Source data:
★ ★ ★

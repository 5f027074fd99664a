use extract::normalizer::extract_results;
use extract::prompt::resolve_prompt;
use extract::schema::UNKNOWN_ERROR;
use extract::{ApiResponse, CompanyData, ExtractRequest};
use fields::{ExtractField, Model};
use futures::future::join_all;
use serde_json::Value;
use std::sync::Arc;
use tracing::{error, info};

use crate::boundary::ExtractionBoundary;
use crate::error::ClientError;
use crate::website::normalize_website;

pub struct ExtractionClient {
    boundary: Arc<dyn ExtractionBoundary>,
    model: Option<Model>,
}

/// One website that failed during a bulk run.
#[derive(Debug, Clone, PartialEq, Eq)]
pub struct BulkFailure {
    pub website: String,
    pub error: ClientError,
}

/// Successes and failures of a bulk run, each in input order.
#[derive(Debug, Default)]
pub struct BulkOutcome {
    pub results: Vec<CompanyData>,
    pub failures: Vec<BulkFailure>,
}

impl BulkOutcome {
    /// All failures as `<website>: <error>`, joined by `"; "`.
    pub fn aggregate_error(&self) -> Option<String> {
        if self.failures.is_empty() {
            return None;
        }

        Some(
            self.failures
                .iter()
                .map(|f| format!("{}: {}", f.website, f.error))
                .collect::<Vec<_>>()
                .join("; "),
        )
    }
}

impl ExtractionClient {
    pub fn new(boundary: Arc<dyn ExtractionBoundary>) -> Self {
        Self {
            boundary,
            model: None,
        }
    }

    /// Ask the handler for a specific model instead of its default.
    pub fn with_model(mut self, model: Model) -> Self {
        self.model = Some(model);
        self
    }

    pub async fn extract(
        &self,
        website: &str,
        fields: &[ExtractField],
        custom_prompt: Option<&str>,
    ) -> ApiResponse {
        match self.try_extract(website, fields, custom_prompt).await {
            Ok(data) => ApiResponse::Success(data),
            Err(e) => {
                error!(website, error = %e, "Extraction failed");
                ApiResponse::Failure(e.to_string())
            }
        }
    }

    /// One request per website, all in flight at once. A failure only
    /// affects its own website.
    pub async fn extract_bulk(
        &self,
        websites: &[String],
        fields: &[ExtractField],
        custom_prompt: Option<&str>,
    ) -> BulkOutcome {
        let calls = websites
            .iter()
            .map(|website| self.try_extract(website, fields, custom_prompt));
        let outcomes = join_all(calls).await;

        let mut bulk = BulkOutcome::default();
        for (website, outcome) in websites.iter().zip(outcomes) {
            match outcome {
                Ok(data) => bulk.results.push(data),
                Err(error) => {
                    error!(website = %website, error = %error, "Bulk extraction failed for website");
                    bulk.failures.push(BulkFailure {
                        website: website.trim().to_string(),
                        error,
                    });
                }
            }
        }

        info!(
            succeeded = bulk.results.len(),
            failed = bulk.failures.len(),
            "Bulk extraction finished"
        );

        bulk
    }

    pub async fn try_extract(
        &self,
        website: &str,
        fields: &[ExtractField],
        custom_prompt: Option<&str>,
    ) -> Result<CompanyData, ClientError> {
        let website = normalize_website(website)?;
        if fields.is_empty() {
            return Err(ClientError::Validation(
                "Please select at least one field to extract".to_string(),
            ));
        }

        let request = ExtractRequest {
            custom_prompt: Some(resolve_prompt(custom_prompt, &website, fields)),
            website: website.clone(),
            fields: fields.to_vec(),
            model: self.model.map(|m| m.as_str().to_string()),
        };

        let envelope = self.boundary.invoke(&request).await?;
        if !envelope.success {
            return Err(ClientError::Service(
                envelope.error.unwrap_or_else(|| UNKNOWN_ERROR.to_string()),
            ));
        }

        let data = envelope
            .data
            .ok_or_else(|| ClientError::MalformedResponse("missing data".to_string()))?;

        company_from_data(&website, data)
    }
}

/// Accepts either a full `CompanyData` or the model's raw `{"results": [...]}`.
fn company_from_data(website: &str, data: Value) -> Result<CompanyData, ClientError> {
    if data.get("info").is_some() {
        return serde_json::from_value(data).map_err(|e| ClientError::MalformedResponse(e.to_string()));
    }

    if data.get("results").is_some() {
        let info = extract_results(data).map_err(|_| {
            ClientError::MalformedResponse("`results` is not a list".to_string())
        })?;
        return Ok(CompanyData::new(website, info));
    }

    Err(ClientError::MalformedResponse(
        "expected `info` or `results` in data".to_string(),
    ))
}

★ ★ ★

• [Task] The data above is to be given again, with every line exact.

• [Task answer]
repository 5f027074fd99664a
use extract::normalizer::extract_results;
use extract::prompt::resolve_prompt;
use extract::schema::UNKNOWN_ERROR;
use extract::{ApiResponse, CompanyData, ExtractRequest};
use fields::{ExtractField, Model};
use futures::future::join_all;
use serde_json::Value;
use std::sync::Arc;
use tracing::{error, info};

use crate::boundary::ExtractionBoundary;
use crate::error::ClientError;
use crate::website::normalize_website;

pub struct ExtractionClient {
    boundary: Arc<dyn ExtractionBoundary>,
    model: Option<Model>,
}

/// One website that failed during a bulk run.
#[derive(Debug, Clone, PartialEq, Eq)]
pub struct BulkFailure {
    pub website: String,
    pub error: ClientError,
}

/// Successes and failures of a bulk run, each in input order.
#[derive(Debug, Default)]
pub struct BulkOutcome {
    pub results: Vec<CompanyData>,
    pub failures: Vec<BulkFailure>,
}

impl BulkOutcome {
    /// All failures as `<website>: <error>`, joined by `"; "`.
    pub fn aggregate_error(&self) -> Option<String> {
        if self.failures.is_empty() {
            return None;
        }

        Some(
            self.failures
                .iter()
                .map(|f| format!("{}: {}", f.website, f.error))
                .collect::<Vec<_>>()
                .join("; "),
        )
    }
}

impl ExtractionClient {
    pub fn new(boundary: Arc<dyn ExtractionBoundary>) -> Self {
        Self {
            boundary,
            model: None,
        }
    }

    /// Ask the handler for a specific model instead of its default.
    pub fn with_model(mut self, model: Model) -> Self {
        self.model = Some(model);
        self
    }

    pub async fn extract(
        &self,
        website: &str,
        fields: &[ExtractField],
        custom_prompt: Option<&str>,
    ) -> ApiResponse {
        match self.try_extract(website, fields, custom_prompt).await {
            Ok(data) => ApiResponse::Success(data),
            Err(e) => {
                error!(website, error = %e, "Extraction failed");
                ApiResponse::Failure(e.to_string())
            }
        }
    }

    /// One request per website, all in flight at once. A failure only
    /// affects its own website.
    pub async fn extract_bulk(
        &self,
        websites: &[String],
        fields: &[ExtractField],
        custom_prompt: Option<&str>,
    ) -> BulkOutcome {
        let calls = websites
            .iter()
            .map(|website| self.try_extract(website, fields, custom_prompt));
        let outcomes = join_all(calls).await;

        let mut bulk = BulkOutcome::default();
        for (website, outcome) in websites.iter().zip(outcomes) {
            match outcome {
                Ok(data) => bulk.results.push(data),
                Err(error) => {
                    error!(website = %website, error = %error, "Bulk extraction failed for website");
                    bulk.failures.push(BulkFailure {
                        website: website.trim().to_string(),
                        error,
                    });
                }
            }
        }

        info!(
            succeeded = bulk.results.len(),
            failed = bulk.failures.len(),
            "Bulk extraction finished"
        );

        bulk
    }

    pub async fn try_extract(
        &self,
        website: &str,
        fields: &[ExtractField],
        custom_prompt: Option<&str>,
    ) -> Result<CompanyData, ClientError> {
        let website = normalize_website(website)?;
        if fields.is_empty() {
            return Err(ClientError::Validation(
                "Please select at least one field to extract".to_string(),
            ));
        }

        let request = ExtractRequest {
            custom_prompt: Some(resolve_prompt(custom_prompt, &website, fields)),
            website: website.clone(),
            fields: fields.to_vec(),
            model: self.model.map(|m| m.as_str().to_string()),
        };

        let envelope = self.boundary.invoke(&request).await?;
        if !envelope.success {
            return Err(ClientError::Service(
                envelope.error.unwrap_or_else(|| UNKNOWN_ERROR.to_string()),
            ));
        }

        let data = envelope
            .data
            .ok_or_else(|| ClientError::MalformedResponse("missing data".to_string()))?;

        company_from_data(&website, data)
    }
}

/// Accepts either a full `CompanyData` or the model's raw `{"results": [...]}`.
fn company_from_data(website: &str, data: Value) -> Result<CompanyData, ClientError> {
    if data.get("info").is_some() {
        return serde_json::from_value(data).map_err(|e| ClientError::MalformedResponse(e.to_string()));
    }

    if data.get("results").is_some() {
        let info = extract_results(data).map_err(|_| {
            ClientError::MalformedResponse("`results` is not a list".to_string())
        })?;
        return Ok(CompanyData::new(website, info));
    }

    Err(ClientError::MalformedResponse(
        "expected `info` or `results` in data".to_string(),
    ))
}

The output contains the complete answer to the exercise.